Si la métaphysique n'est pas une science, c'est peut-être parce qu'elle n'a pas encore connue la révolution dans la méthode dont elle aurait besoin pour le devenir. Aussi Kant se propose-t-il, dans les limites du possible, d'appliquer le même changement à la métaphysique.
    Pourquoi vouloir appliquer le même changement à la métaphysique ? Pour qu'elle devienne une science ? Oui si l'analogie le permet, mais surtout pour répondre à la question de savoir comment la science est possible. Pourquoi ?  Parce qu'il faut bien comprendre ce qu'il entend ici par métaphysique : non pas tant  la totalité des discours qui portent sur des objets suprasensibles, que le discours qui porte sur la raison et ses limites en tant que la raison est la seule source de la connaissance métaphysique puisque la métaphysique est entièrement a priori et donc est une connaissance par simples concepts qui ne doit rien à l'expérience.

    Ce qui signifie qu'il va répondre ici à trois questions en même temps : comment la science est-elle possible ? La métaphysique est-elle possible comme science ? Que pouvons-nous connaître de manière nécessaire et universel en général ? (Jusqu'où peut s'étendre notre pouvoir de connaître ?)

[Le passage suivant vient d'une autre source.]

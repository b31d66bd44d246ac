//! Connection health monitoring
//!
//! Tracks how long the locally detected zone and the connected server's
//! zone have disagreed, how long a commit has been in flight, jumps in the
//! reported position and a rolling success rate of round trips. Each
//! problem is reported as an `Anomaly` once per episode.

use shared::error::{require_nonzero, ConfigError};
use shared::{Vec2, Zone};
use std::collections::VecDeque;
use std::fmt;
use std::time::{Duration, Instant};

#[derive(Debug, Clone, Copy, PartialEq)]
pub enum Anomaly {
    /// Local and connected zones disagreed for longer than the threshold.
    ProlongedMismatch { duration: Duration },
    /// A commit has been in flight for too long.
    StuckTransition { elapsed: Duration },
    ChronicMismatch { count: u32 },
    /// Teleport or respawn rather than movement.
    PositionJump { distance: f32 },
}

impl fmt::Display for Anomaly {
    fn fmt(&self, f: &mut fmt::Formatter<'_>) -> fmt::Result {
        match self {
            Anomaly::ProlongedMismatch { duration } => {
                write!(f, "zone mismatch for {:?}", duration)
            }
            Anomaly::StuckTransition { elapsed } => {
                write!(f, "transition in flight for {:?}", elapsed)
            }
            Anomaly::ChronicMismatch { count } => {
                write!(f, "{} consecutive mismatch increments", count)
            }
            Anomaly::PositionJump { distance } => {
                write!(f, "position jumped {:.1} units", distance)
            }
        }
    }
}

#[derive(Debug, Clone, Copy, PartialEq)]
pub struct HealthConfig {
    /// The mismatch counter grows at most once per period.
    pub mismatch_increment_period: Duration,
    pub prolonged_mismatch: Duration,
    pub stuck_transition: Duration,
    pub chronic_mismatch_count: u32,
    pub position_jump: f32,
    /// Outcomes kept for the rolling success rate.
    pub outcome_window: usize,
}

impl Default for HealthConfig {
    fn default() -> Self {
        Self {
            mismatch_increment_period: Duration::from_secs(1),
            prolonged_mismatch: Duration::from_secs(5),
            stuck_transition: Duration::from_secs(10),
            chronic_mismatch_count: 10,
            position_jump: 100.0,
            outcome_window: 50,
        }
    }
}

impl HealthConfig {
    pub fn validate(&self) -> Result<(), ConfigError> {
        require_nonzero("mismatch_increment_period", self.mismatch_increment_period)?;
        require_nonzero("prolonged_mismatch", self.prolonged_mismatch)?;
        require_nonzero("stuck_transition", self.stuck_transition)?;
        if self.outcome_window == 0 {
            return Err(ConfigError::invalid("outcome_window", "must be greater than zero"));
        }
        if !self.position_jump.is_finite() || self.position_jump <= 0.0 {
            return Err(ConfigError::invalid("position_jump", "must be a positive distance"));
        }
        Ok(())
    }
}

pub struct HealthMonitor {
    config: HealthConfig,
    mismatch_since: Option<Instant>,
    last_increment: Option<Instant>,
    consecutive_mismatches: u32,
    prolonged_reported: bool,
    chronic_reported: bool,
    commit_started: Option<Instant>,
    stuck_reported: bool,
    last_position: Option<Vec2>,
    outcomes: VecDeque<bool>,
}

impl HealthMonitor {
    pub fn new(config: HealthConfig) -> Self {
        Self {
            config,
            mismatch_since: None,
            last_increment: None,
            consecutive_mismatches: 0,
            prolonged_reported: false,
            chronic_reported: false,
            commit_started: None,
            stuck_reported: false,
            last_position: None,
            outcomes: VecDeque::new(),
        }
    }

    pub fn consecutive_mismatches(&self) -> u32 {
        self.consecutive_mismatches
    }

    pub fn mismatch_duration(&self, now: Instant) -> Option<Duration> {
        self.mismatch_since
            .map(|since| now.saturating_duration_since(since))
    }

    /// Compares the local zone with the connected server's zone. Nothing is
    /// counted while disconnected.
    pub fn observe_zones(&mut self, local: Zone, connected: Option<Zone>, now: Instant) -> Vec<Anomaly> {
        let mut anomalies = Vec::new();

        let Some(connected) = connected else {
            return anomalies;
        };

        if connected == local {
            self.mismatch_since = None;
            self.last_increment = None;
            self.consecutive_mismatches = 0;
            self.prolonged_reported = false;
            self.chronic_reported = false;
            return anomalies;
        }

        let since = *self.mismatch_since.get_or_insert(now);

        let due = self.last_increment.map_or(true, |last| {
            now.saturating_duration_since(last) >= self.config.mismatch_increment_period
        });
        if due {
            self.consecutive_mismatches += 1;
            self.last_increment = Some(now);
        }

        let duration = now.saturating_duration_since(since);
        if duration >= self.config.prolonged_mismatch && !self.prolonged_reported {
            self.prolonged_reported = true;
            anomalies.push(Anomaly::ProlongedMismatch { duration });
        }

        if self.consecutive_mismatches >= self.config.chronic_mismatch_count && !self.chronic_reported {
            self.chronic_reported = true;
            anomalies.push(Anomaly::ChronicMismatch {
                count: self.consecutive_mismatches,
            });
        }

        anomalies
    }

    pub fn observe_position(&mut self, position: Vec2) -> Option<Anomaly> {
        let previous = self.last_position.replace(position)?;
        let distance = previous.distance(position);
        (distance > self.config.position_jump).then_some(Anomaly::PositionJump { distance })
    }

    /// Forgets the last position so the next update is not read as a jump.
    pub fn clear_position(&mut self) {
        self.last_position = None;
    }

    pub fn commit_started(&mut self, now: Instant) {
        self.commit_started = Some(now);
        self.stuck_reported = false;
    }

    pub fn commit_finished(&mut self, success: bool) {
        self.commit_started = None;
        self.record_outcome(success);
    }

    pub fn is_committing(&self) -> bool {
        self.commit_started.is_some()
    }

    pub fn check_stuck(&mut self, now: Instant) -> Option<Anomaly> {
        let elapsed = now.saturating_duration_since(self.commit_started?);
        if elapsed > self.config.stuck_transition && !self.stuck_reported {
            self.stuck_reported = true;
            return Some(Anomaly::StuckTransition { elapsed });
        }
        None
    }

    pub fn record_outcome(&mut self, success: bool) {
        self.outcomes.push_back(success);
        while self.outcomes.len() > self.config.outcome_window {
            self.outcomes.pop_front();
        }
    }

    /// Share of recent round trips that succeeded; 1.0 with no history.
    pub fn success_rate(&self) -> f32 {
        if self.outcomes.is_empty() {
            return 1.0;
        }
        let successes = self.outcomes.iter().filter(|ok| **ok).count();
        successes as f32 / self.outcomes.len() as f32
    }
}

#[cfg(test)]
mod tests {
    use super::*;
    use assert_approx_eq::assert_approx_eq;

    fn at(start: Instant, ms: u64) -> Instant {
        start + Duration::from_millis(ms)
    }

    #[test]
    fn test_mismatch_increment_is_rate_limited() {
        let mut health = HealthMonitor::new(HealthConfig::default());
        let start = Instant::now();
        let mut prolonged_at = None;

        // Six seconds of disagreement, updated every 50ms.
        for ms in (0..6000).step_by(50) {
            for anomaly in health.observe_zones(Zone::new(1, 0), Some(Zone::new(0, 0)), at(start, ms)) {
                if let Anomaly::ProlongedMismatch { .. } = anomaly {
                    prolonged_at = Some(ms);
                }
            }
        }

        assert_eq!(health.consecutive_mismatches(), 6);
        assert_eq!(prolonged_at, Some(5000));
    }

    #[test]
    fn test_agreement_resets_mismatch() {
        let mut health = HealthMonitor::new(HealthConfig::default());
        let start = Instant::now();

        health.observe_zones(Zone::new(1, 0), Some(Zone::new(0, 0)), start);
        health.observe_zones(Zone::new(1, 0), Some(Zone::new(0, 0)), at(start, 1000));
        assert_eq!(health.consecutive_mismatches(), 2);

        health.observe_zones(Zone::new(0, 0), Some(Zone::new(0, 0)), at(start, 1100));
        assert_eq!(health.consecutive_mismatches(), 0);
        assert!(health.mismatch_duration(at(start, 1100)).is_none());
    }

    #[test]
    fn test_disconnected_is_not_mismatch() {
        let mut health = HealthMonitor::new(HealthConfig::default());
        let anomalies = health.observe_zones(Zone::new(1, 0), None, Instant::now());

        assert!(anomalies.is_empty());
        assert_eq!(health.consecutive_mismatches(), 0);
    }

    #[test]
    fn test_chronic_mismatch_reported_once() {
        let mut health = HealthMonitor::new(HealthConfig::default());
        let start = Instant::now();
        let mut chronic = 0;

        for second in 0..15 {
            for anomaly in health.observe_zones(Zone::new(1, 0), Some(Zone::new(0, 0)), at(start, second * 1000)) {
                if let Anomaly::ChronicMismatch { count } = anomaly {
                    assert_eq!(count, 10);
                    chronic += 1;
                }
            }
        }

        assert_eq!(chronic, 1);
    }

    #[test]
    fn test_position_jump() {
        let mut health = HealthMonitor::new(HealthConfig::default());

        assert!(health.observe_position(Vec2::new(0.0, 0.0)).is_none());
        assert!(health.observe_position(Vec2::new(50.0, 0.0)).is_none());
        match health.observe_position(Vec2::new(300.0, 0.0)) {
            Some(Anomaly::PositionJump { distance }) => assert_approx_eq!(distance, 250.0, 0.001),
            other => panic!("expected a position jump, got {:?}", other),
        }
    }

    #[test]
    fn test_stuck_transition() {
        let mut health = HealthMonitor::new(HealthConfig::default());
        let start = Instant::now();

        assert!(health.check_stuck(start).is_none());
        health.commit_started(start);
        assert!(health.check_stuck(at(start, 9000)).is_none());
        assert!(matches!(
            health.check_stuck(at(start, 10_500)),
            Some(Anomaly::StuckTransition { .. })
        ));
        assert!(health.check_stuck(at(start, 11_000)).is_none());

        health.commit_finished(false);
        assert!(!health.is_committing());
    }

    #[test]
    fn test_success_rate_window() {
        let mut health = HealthMonitor::new(HealthConfig {
            outcome_window: 4,
            ..HealthConfig::default()
        });
        assert_approx_eq!(health.success_rate(), 1.0, 1e-6);

        for ok in [false, false, true, true, true, true] {
            health.record_outcome(ok);
        }
        assert_approx_eq!(health.success_rate(), 1.0, 1e-6);

        health.record_outcome(false);
        assert_approx_eq!(health.success_rate(), 0.75, 1e-6);
    }
}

    2 - Le changement de point de vue.

Spontanément, on pense les rapports sujet/objet dans la connaissance de la manière suivante : les objets sont donnés, présents et le sujet, pour les connaître doit tourner autour, les examiner. Ce qui signifie que la connaissance doit se régler sur les objets : c'est en fonction de ce qu'ils sont qu'on doit les examiner pour les connaître (en fonction de leur nature, empirique ou suprasensible on n'utilisera pas les mêmes facultés pour les connaître et l'acte de les connaître est un acte de saisie des objets comme d'un quelque chose qui nous est extérieur)
    Seulement cette perspective, foncièrement empiriste et/ou réaliste puisqu'elle consiste à dire que la connaissance passe par une saisie des objets tels qu'ils sont, par une intuition soit empirique soit intellectuelle, est incompatible avec ce qu'on sait des sciences, à savoir qu'elles contiennent des connaissances a priori. Car, comment peut-on soutenir qu'on connaît a priori quelque chose de la réalité, c'est-à-dire qu'on sait d'elle quelque chose avant d'en avoir fait la moindre expérience, si toutes nos connaissances dérivent d'une saisie des objets, d'une expérience soit empirique, soit intellectuelle ? Si toutes nos connaissances viennent de l'expérience, il est impossible qu'on sache quelque chose du réel avant d'en avoir fait l'expérience.

De deux choses l'une : ou bien toutes nos connaissances procèdent d'une saisie des objets, mais dans ce cas, toutes les connaissances sont a posteriori et donc incertaines, ou bien certaines de nos connaissances, comme les sciences, sont nécessaires et universelles, donc reposent sur des connaissances a priori, et dans ce cas, la connaissance ne dérive pas de la seule saisie des objets qui sont en dehors de nous.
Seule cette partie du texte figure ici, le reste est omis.